*TASK INSTRUCTIONS:*
Which lines of the data contain the string "headless"? Show each of them.

Dataset entries
-*-*-

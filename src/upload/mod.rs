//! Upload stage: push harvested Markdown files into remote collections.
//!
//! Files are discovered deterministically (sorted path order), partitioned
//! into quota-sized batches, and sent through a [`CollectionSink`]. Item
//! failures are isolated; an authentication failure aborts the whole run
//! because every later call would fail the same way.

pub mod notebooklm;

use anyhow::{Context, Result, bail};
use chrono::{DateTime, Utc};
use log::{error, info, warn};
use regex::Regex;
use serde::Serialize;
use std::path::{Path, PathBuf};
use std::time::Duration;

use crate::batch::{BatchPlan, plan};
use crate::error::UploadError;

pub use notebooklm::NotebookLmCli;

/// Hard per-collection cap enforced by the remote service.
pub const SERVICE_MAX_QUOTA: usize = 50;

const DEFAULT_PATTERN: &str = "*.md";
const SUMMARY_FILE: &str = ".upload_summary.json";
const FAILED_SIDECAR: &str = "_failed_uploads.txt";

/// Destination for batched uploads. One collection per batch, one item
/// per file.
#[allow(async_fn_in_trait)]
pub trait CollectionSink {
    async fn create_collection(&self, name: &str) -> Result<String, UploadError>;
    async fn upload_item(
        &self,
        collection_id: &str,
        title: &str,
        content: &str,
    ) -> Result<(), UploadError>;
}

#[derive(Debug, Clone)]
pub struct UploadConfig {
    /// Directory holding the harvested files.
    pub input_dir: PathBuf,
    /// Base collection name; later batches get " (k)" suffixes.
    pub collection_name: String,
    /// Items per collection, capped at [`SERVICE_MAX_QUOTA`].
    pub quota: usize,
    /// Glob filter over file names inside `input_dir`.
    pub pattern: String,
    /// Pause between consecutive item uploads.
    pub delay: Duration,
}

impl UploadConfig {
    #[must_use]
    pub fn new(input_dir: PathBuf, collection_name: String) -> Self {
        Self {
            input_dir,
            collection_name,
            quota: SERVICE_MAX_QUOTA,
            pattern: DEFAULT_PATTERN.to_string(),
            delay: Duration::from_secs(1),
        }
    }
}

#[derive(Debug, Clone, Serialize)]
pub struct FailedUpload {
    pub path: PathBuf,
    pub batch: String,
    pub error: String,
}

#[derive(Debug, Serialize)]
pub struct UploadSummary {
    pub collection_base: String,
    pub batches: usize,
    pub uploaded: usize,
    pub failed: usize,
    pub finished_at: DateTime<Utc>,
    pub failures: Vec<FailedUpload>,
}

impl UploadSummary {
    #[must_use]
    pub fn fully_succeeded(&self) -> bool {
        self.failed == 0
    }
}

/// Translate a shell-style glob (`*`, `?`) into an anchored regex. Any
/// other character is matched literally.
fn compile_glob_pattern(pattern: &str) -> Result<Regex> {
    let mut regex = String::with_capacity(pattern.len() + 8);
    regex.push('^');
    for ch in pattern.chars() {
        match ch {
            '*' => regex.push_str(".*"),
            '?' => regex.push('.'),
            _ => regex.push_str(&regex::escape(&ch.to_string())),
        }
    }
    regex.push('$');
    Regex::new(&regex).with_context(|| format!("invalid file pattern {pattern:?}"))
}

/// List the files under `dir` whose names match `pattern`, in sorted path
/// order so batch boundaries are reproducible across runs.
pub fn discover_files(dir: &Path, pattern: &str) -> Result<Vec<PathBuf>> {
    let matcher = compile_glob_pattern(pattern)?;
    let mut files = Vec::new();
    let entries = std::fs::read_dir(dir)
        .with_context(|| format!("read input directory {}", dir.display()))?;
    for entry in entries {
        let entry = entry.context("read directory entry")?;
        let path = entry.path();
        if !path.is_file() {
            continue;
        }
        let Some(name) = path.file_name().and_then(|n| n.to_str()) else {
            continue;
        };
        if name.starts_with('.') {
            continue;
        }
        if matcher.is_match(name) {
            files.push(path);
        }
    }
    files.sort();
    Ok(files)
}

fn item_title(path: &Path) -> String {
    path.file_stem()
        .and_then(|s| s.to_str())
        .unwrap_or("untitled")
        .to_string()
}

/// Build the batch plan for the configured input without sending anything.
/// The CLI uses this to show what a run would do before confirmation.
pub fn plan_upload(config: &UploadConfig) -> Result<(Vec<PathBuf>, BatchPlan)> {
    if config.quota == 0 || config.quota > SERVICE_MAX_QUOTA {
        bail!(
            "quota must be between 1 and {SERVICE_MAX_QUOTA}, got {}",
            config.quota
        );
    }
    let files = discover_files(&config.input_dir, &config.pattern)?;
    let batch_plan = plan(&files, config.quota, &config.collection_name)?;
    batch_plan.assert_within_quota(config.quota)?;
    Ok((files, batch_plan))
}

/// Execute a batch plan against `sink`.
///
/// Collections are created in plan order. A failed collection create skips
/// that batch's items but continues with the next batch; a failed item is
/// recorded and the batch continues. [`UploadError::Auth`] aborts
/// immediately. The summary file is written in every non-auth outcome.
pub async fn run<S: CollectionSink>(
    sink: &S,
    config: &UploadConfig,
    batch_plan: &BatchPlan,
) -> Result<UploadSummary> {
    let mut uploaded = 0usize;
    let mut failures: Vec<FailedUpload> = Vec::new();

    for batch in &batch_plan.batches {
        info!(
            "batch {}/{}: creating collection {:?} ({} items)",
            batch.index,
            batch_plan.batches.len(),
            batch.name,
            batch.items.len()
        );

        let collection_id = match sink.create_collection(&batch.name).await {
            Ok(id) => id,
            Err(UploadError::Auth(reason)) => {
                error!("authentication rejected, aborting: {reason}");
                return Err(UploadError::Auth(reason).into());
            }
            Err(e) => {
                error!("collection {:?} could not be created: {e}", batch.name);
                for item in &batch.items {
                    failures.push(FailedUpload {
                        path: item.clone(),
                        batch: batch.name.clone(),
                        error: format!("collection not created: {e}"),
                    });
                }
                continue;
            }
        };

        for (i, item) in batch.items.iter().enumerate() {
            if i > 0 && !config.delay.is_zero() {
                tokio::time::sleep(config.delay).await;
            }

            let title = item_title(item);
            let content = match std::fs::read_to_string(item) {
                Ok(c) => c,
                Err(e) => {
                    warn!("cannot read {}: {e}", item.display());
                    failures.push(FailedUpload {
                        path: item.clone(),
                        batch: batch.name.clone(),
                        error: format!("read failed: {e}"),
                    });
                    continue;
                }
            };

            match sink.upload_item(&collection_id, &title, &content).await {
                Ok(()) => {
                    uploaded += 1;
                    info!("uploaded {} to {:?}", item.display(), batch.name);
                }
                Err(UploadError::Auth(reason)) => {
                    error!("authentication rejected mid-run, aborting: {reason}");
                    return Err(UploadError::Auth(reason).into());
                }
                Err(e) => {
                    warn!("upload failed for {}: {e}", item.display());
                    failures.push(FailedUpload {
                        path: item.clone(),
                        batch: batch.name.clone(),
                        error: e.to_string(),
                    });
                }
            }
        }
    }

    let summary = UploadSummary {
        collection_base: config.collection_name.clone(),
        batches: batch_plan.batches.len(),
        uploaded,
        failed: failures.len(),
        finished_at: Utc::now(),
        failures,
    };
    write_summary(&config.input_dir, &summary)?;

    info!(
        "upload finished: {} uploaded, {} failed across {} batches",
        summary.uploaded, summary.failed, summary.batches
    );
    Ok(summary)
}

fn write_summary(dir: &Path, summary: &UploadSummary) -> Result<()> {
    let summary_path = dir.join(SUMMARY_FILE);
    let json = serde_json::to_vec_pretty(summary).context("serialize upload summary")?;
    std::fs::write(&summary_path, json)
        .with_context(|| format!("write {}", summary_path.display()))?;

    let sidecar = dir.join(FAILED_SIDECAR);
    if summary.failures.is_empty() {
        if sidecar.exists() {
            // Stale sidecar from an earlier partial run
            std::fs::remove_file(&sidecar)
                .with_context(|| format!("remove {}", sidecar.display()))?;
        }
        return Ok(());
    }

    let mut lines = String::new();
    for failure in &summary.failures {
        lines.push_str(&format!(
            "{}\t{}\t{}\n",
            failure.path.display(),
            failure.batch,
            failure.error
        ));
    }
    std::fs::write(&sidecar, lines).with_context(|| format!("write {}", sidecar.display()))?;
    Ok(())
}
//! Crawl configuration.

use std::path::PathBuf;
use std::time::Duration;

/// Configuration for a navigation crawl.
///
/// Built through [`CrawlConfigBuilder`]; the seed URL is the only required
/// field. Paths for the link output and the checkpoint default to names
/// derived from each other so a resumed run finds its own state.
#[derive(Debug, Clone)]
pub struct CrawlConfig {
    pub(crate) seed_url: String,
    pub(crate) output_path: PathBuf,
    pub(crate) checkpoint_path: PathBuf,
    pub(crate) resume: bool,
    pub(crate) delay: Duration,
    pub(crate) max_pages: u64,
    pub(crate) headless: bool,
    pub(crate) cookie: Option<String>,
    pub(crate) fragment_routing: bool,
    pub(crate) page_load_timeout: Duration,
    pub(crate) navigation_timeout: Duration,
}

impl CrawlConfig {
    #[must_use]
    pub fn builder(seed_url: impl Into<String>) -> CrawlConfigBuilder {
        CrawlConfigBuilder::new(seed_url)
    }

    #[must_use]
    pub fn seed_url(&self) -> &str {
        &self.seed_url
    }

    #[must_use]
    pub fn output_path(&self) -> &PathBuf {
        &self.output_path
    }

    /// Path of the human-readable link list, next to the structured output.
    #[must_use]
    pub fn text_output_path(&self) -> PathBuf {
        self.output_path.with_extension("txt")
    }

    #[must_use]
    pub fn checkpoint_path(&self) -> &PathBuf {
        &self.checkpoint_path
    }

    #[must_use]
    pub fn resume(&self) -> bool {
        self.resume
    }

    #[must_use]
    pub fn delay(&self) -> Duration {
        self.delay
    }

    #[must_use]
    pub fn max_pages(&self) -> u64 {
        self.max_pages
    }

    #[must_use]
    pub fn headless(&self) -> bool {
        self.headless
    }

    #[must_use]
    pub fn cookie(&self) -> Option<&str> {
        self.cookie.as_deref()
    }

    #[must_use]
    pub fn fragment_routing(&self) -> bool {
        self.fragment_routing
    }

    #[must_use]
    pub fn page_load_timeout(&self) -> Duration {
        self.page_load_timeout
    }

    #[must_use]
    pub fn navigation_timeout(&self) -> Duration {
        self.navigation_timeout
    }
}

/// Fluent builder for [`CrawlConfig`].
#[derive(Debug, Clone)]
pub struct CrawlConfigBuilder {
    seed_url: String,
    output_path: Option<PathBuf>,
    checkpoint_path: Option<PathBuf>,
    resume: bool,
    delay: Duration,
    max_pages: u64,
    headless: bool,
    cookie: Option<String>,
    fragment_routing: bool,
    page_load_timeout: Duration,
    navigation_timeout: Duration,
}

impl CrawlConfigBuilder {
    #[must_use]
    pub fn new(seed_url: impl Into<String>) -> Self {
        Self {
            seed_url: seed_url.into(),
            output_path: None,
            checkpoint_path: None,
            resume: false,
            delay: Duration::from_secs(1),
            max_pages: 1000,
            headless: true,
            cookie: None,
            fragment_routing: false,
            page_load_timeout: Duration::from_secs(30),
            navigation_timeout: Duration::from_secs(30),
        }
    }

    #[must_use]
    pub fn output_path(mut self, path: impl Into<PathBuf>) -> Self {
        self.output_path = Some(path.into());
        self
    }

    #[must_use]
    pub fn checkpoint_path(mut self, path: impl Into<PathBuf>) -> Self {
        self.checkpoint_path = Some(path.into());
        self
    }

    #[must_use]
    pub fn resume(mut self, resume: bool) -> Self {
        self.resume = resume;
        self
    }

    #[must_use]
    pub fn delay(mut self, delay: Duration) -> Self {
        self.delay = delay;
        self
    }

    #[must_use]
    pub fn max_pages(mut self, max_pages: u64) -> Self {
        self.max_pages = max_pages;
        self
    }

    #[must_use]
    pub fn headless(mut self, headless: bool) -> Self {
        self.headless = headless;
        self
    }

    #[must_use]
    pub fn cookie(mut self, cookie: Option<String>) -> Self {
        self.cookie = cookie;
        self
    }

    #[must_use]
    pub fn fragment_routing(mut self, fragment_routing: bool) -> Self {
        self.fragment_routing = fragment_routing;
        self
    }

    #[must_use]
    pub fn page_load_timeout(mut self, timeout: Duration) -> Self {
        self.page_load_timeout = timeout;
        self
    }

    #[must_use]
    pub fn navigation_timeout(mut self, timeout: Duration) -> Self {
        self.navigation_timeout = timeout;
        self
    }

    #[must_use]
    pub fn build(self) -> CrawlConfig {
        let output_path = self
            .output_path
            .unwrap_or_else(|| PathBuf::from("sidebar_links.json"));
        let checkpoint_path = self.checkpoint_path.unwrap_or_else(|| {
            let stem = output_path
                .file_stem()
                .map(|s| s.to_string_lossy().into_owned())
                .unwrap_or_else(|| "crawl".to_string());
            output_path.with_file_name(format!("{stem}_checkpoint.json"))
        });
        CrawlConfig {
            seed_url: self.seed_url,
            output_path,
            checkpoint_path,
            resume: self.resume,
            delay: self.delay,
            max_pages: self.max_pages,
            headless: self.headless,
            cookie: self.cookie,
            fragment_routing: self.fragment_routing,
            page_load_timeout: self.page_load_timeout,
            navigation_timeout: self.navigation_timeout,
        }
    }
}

-*-*-

*YOUR SOLUTION:*
    pub(crate) headless: bool,
    pub fn headless(&self) -> bool {
        self.headless
    headless: bool,
            headless: true,
    pub fn headless(mut self, headless: bool) -> Self {
        self.headless = headless;
            headless: self.headless,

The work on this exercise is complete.